Pada sepanjang lorong kereta bawah tanah yang hanya mempunyai fasilitas tangga, tanpa eskalator ataupun elevator, kesadaran itu menemukan ruang. Pada seorang nenek yang membantu seorang ibu muda mengangakat baby carnya melewati tiat demi tiat anak tangga itu. Serta pada dua orang anak muda dengan pakaian kerja lengkap, tanpa ketinggalan dasi dan jas hitam serta menenteng tas hitam mengkilat. Tidak hanya pada tangga itu, bahkan hingga dua tangga berikutnya hingga menuju peron kereta api bawah tanah, kedua anak muda itu dengan sigap membantu sang ibu mengangkat baby carnya. Menilik wajah sang ibu yang bukanlah berkewarganegaraan Jepang, maka semakin menguat kesimpulanku bahwa individualisme adalah memang pilihan pribadi untuk bersikap.

Ah aku ingat, pada suatu pagi ketika hendak menuju ke tempat belajar bahasa Jepang. Pagi itu monorail (kereta gantung) yang kutumpangi begitu sesak penuh manusia. Pagi adalah waktu kehidupan di hampir di setiap jalanan penjuru Jepang. Pemandangan manusia dengan pakaian rapi dan wajah mengantuk pada setiap sudut adalah biasa. Pada setiap angkutan yang berseliweran di penjuru Jepang; kereta biasa, kereta bawah tanah, bahkan monorail. Tapi, kesederhaan sikap seorang ibu muda pada seorang nenek untuk menggantikan posisi tempat duduknya menjadikan pagi itu sebagai hari yang tidak biasa.

Di setiap angkutan umum di Jepang, memang disediakan tempat khusus bagi orang tua, ibu hamil dan orang-orang yang berkebutuhan khusus. Namun, posisi si nenek yang agak jauh dengan tempat duduk khusus itu mungkin menjadikan sang nenek lebih suka berada di dempetan sesak manusia dibandingkan menembus sesak itu dengan tenaga yang tersisa.

Ah, kenapa pula aku melupakan pengalaman pertama menginjakkan kaki ke Jepang dengan koper seberat 35 kg itu?
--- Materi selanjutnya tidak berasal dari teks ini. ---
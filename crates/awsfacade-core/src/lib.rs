//! Core types, configuration, and error handling for awsfacade.
//!
//! This crate provides the building blocks shared by the service facades:
//! the [`FacadeError`] taxonomy and SDK error mapping, [`FacadeConfig`],
//! pagination types, and tracing setup.

mod config;
mod error;
pub mod logging;
pub mod sdk;
mod types;

pub use config::{DEFAULT_BUCKET_REGION, DEFAULT_MAX_WAIT_SECS, FacadeConfig};
pub use error::{ErrorKind, FacadeError, FacadeResult};
pub use sdk::{SdkResultExt, from_sdk_error};
pub use types::{AccountId, AwsRegion, Page, PageRequest, paginate};
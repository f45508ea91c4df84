//! Plain-text filter patterns.
//!
//! Supported syntax: an empty pattern matches everything; space separated
//! terms must all appear; `"double quoted"` phrases match verbatim; `?term`
//! terms are alternatives of which at least one must appear; `-term` terms
//! must not appear. Matching is case-sensitive. JSON (`{ ... }`) and
//! space-delimited field (`[ ... ]`) patterns are not supported.

use awsfacade_core::{FacadeError, FacadeResult};

#[derive(Debug, Clone, Copy, PartialEq, Eq)]
enum TermKind {
    Required,
    Optional,
    Excluded,
}

/// A parsed filter pattern.
#[derive(Debug, Clone, Default, PartialEq, Eq)]
pub struct FilterPattern {
    required: Vec<String>,
    optional: Vec<String>,
    excluded: Vec<String>,
}

impl FilterPattern {
    /// Parse a pattern.
    ///
    /// # Errors
    /// Returns [`FacadeError::InvalidInput`] for structured patterns,
    /// unterminated quotes and bare `?` / `-` operators.
    pub fn parse(pattern: &str) -> FacadeResult<Self> {
        let trimmed = pattern.trim();
        if trimmed.starts_with('{') || trimmed.starts_with('[') {
            return Err(FacadeError::invalid_input(format!(
                "structured filter pattern not supported: {trimmed}"
            )));
        }

        let mut parsed = Self::default();
        let mut chars = trimmed.chars().peekable();
        while let Some(&c) = chars.peek() {
            if c.is_whitespace() {
                chars.next();
                continue;
            }
            let kind = match c {
                '?' => {
                    chars.next();
                    TermKind::Optional
                }
                '-' => {
                    chars.next();
                    TermKind::Excluded
                }
                _ => TermKind::Required,
            };

            let term = if chars.peek() == Some(&'"') {
                chars.next();
                let mut phrase = String::new();
                loop {
                    match chars.next() {
                        Some('"') => break,
                        Some(ch) => phrase.push(ch),
                        None => {
                            return Err(FacadeError::invalid_input(format!(
                                "unterminated quote in filter pattern: {trimmed}"
                            )));
                        }
                    }
                }
                phrase
            } else {
                let mut word = String::new();
                while let Some(&ch) = chars.peek() {
                    if ch.is_whitespace() {
                        break;
                    }
                    word.push(ch);
                    chars.next();
                }
                word
            };

            if term.is_empty() {
                return Err(FacadeError::invalid_input(format!(
                    "empty term in filter pattern: {trimmed}"
                )));
            }
            match kind {
                TermKind::Required => parsed.required.push(term),
                TermKind::Optional => parsed.optional.push(term),
                TermKind::Excluded => parsed.excluded.push(term),
            }
        }
        Ok(parsed)
    }

    /// Whether the pattern matches every message.
    #[must_use]
    pub fn is_match_all(&self) -> bool {
        self.required.is_empty() && self.optional.is_empty() && self.excluded.is_empty()
    }

    /// Test a message.
    #[must_use]
    pub fn matches(&self, message: &str) -> bool {
        self.required.iter().all(|t| message.contains(t.as_str()))
            && (self.optional.is_empty() || self.optional.iter().any(|t| message.contains(t.as_str())))
            && !self.excluded.iter().any(|t| message.contains(t.as_str()))
    }
}
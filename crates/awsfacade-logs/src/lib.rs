//! Log aggregation facade.
//!
//! [`LogFacade`] lists log groups and streams and filters events, over
//! [`SdkLogs`] (`aws-sdk-cloudwatchlogs`) or the seedable [`MemoryLogs`].

mod backend;
mod facade;
mod memory;
pub mod pattern;
mod sdk;
mod types;

pub use backend::LogBackend;
pub use facade::LogFacade;
pub use memory::MemoryLogs;
pub use pattern::FilterPattern;
pub use sdk::SdkLogs;
pub use types::{LogEvent, LogGroup, LogStream, TimeWindow, from_millis};
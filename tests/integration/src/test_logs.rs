//! Log facade integration tests.

#[cfg(test)]
mod tests {
    use aws_sdk_cloudwatchlogs::types::InputLogEvent;
    use awsfacade_core::PageRequest;
    use awsfacade_logs::{LogFacade, SdkLogs, TimeWindow};
    use chrono::{Duration, Utc};

    use crate::{sdk_config, unique_name};

    async fn seeded_group(logs: &LogFacade<SdkLogs>, lines: &[&str]) -> String {
        let client = logs.backend().client();
        let group = unique_name("group");
        client.create_log_group().log_group_name(&group).send().await.unwrap();
        client
            .create_log_stream()
            .log_group_name(&group)
            .log_stream_name("app")
            .send()
            .await
            .unwrap();

        let now = Utc::now().timestamp_millis();
        let events = lines
            .iter()
            .zip(0_i64..)
            .map(|(line, i)| {
                InputLogEvent::builder()
                    .timestamp(now + i)
                    .message(*line)
                    .build()
                    .unwrap()
            })
            .collect::<Vec<_>>();
        client
            .put_log_events()
            .log_group_name(&group)
            .log_stream_name("app")
            .set_log_events(Some(events))
            .send()
            .await
            .unwrap();
        group
    }

    async fn cleanup(logs: &LogFacade<SdkLogs>, group: &str) {
        let _ = logs
            .backend()
            .client()
            .delete_log_group()
            .log_group_name(group)
            .send()
            .await;
    }

    #[tokio::test]
    #[ignore = "requires running server"]
    async fn test_should_list_groups_and_streams() {
        let logs = LogFacade::new(SdkLogs::from_sdk_config(&sdk_config()));
        let group = seeded_group(&logs, &["boot"]).await;

        let groups = logs
            .list_log_groups(Some(&group), &PageRequest::first())
            .await
            .unwrap();
        assert_eq!(groups.len(), 1);
        assert_eq!(groups.items[0].name, group);

        let streams = logs
            .list_log_streams(&group, None, &PageRequest::first())
            .await
            .unwrap();
        assert_eq!(streams.items[0].name, "app");

        cleanup(&logs, &group).await;
    }

    #[tokio::test]
    #[ignore = "requires running server"]
    async fn test_should_filter_events_in_window() {
        let logs = LogFacade::new(SdkLogs::from_sdk_config(&sdk_config()));
        let group = seeded_group(&logs, &["ERROR disk full", "INFO ok", "ERROR timeout"]).await;

        let window = TimeWindow::since(Utc::now() - Duration::minutes(5));
        let mut page = PageRequest::first();
        let mut found = Vec::new();
        loop {
            let events = logs
                .filter_log_events(&group, "ERROR", &window, &page)
                .await
                .unwrap();
            found.extend(events.items.into_iter().map(|e| e.message));
            match events.next_token {
                Some(token) => page = page.after(token),
                None => break,
            }
        }
        assert_eq!(found, vec!["ERROR disk full", "ERROR timeout"]);

        cleanup(&logs, &group).await;
    }
}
Aku ingat, ada rasa bahagia saat bisa melobi petugas bandara Soekarno-Hatta untuk meloloskan koper berat itu tanpa harus membayar lebih. Semestinya ada selisih 15 berat koper yang mesti kubayar. Tapi, dengan sebuah alasan “Pak, saya akan sekolah di Jepang selama dua tahun“, senyum disertai dengan anggukan mengambang di bibir laki-laki yang kutaksir berumur empatpuluhan itu.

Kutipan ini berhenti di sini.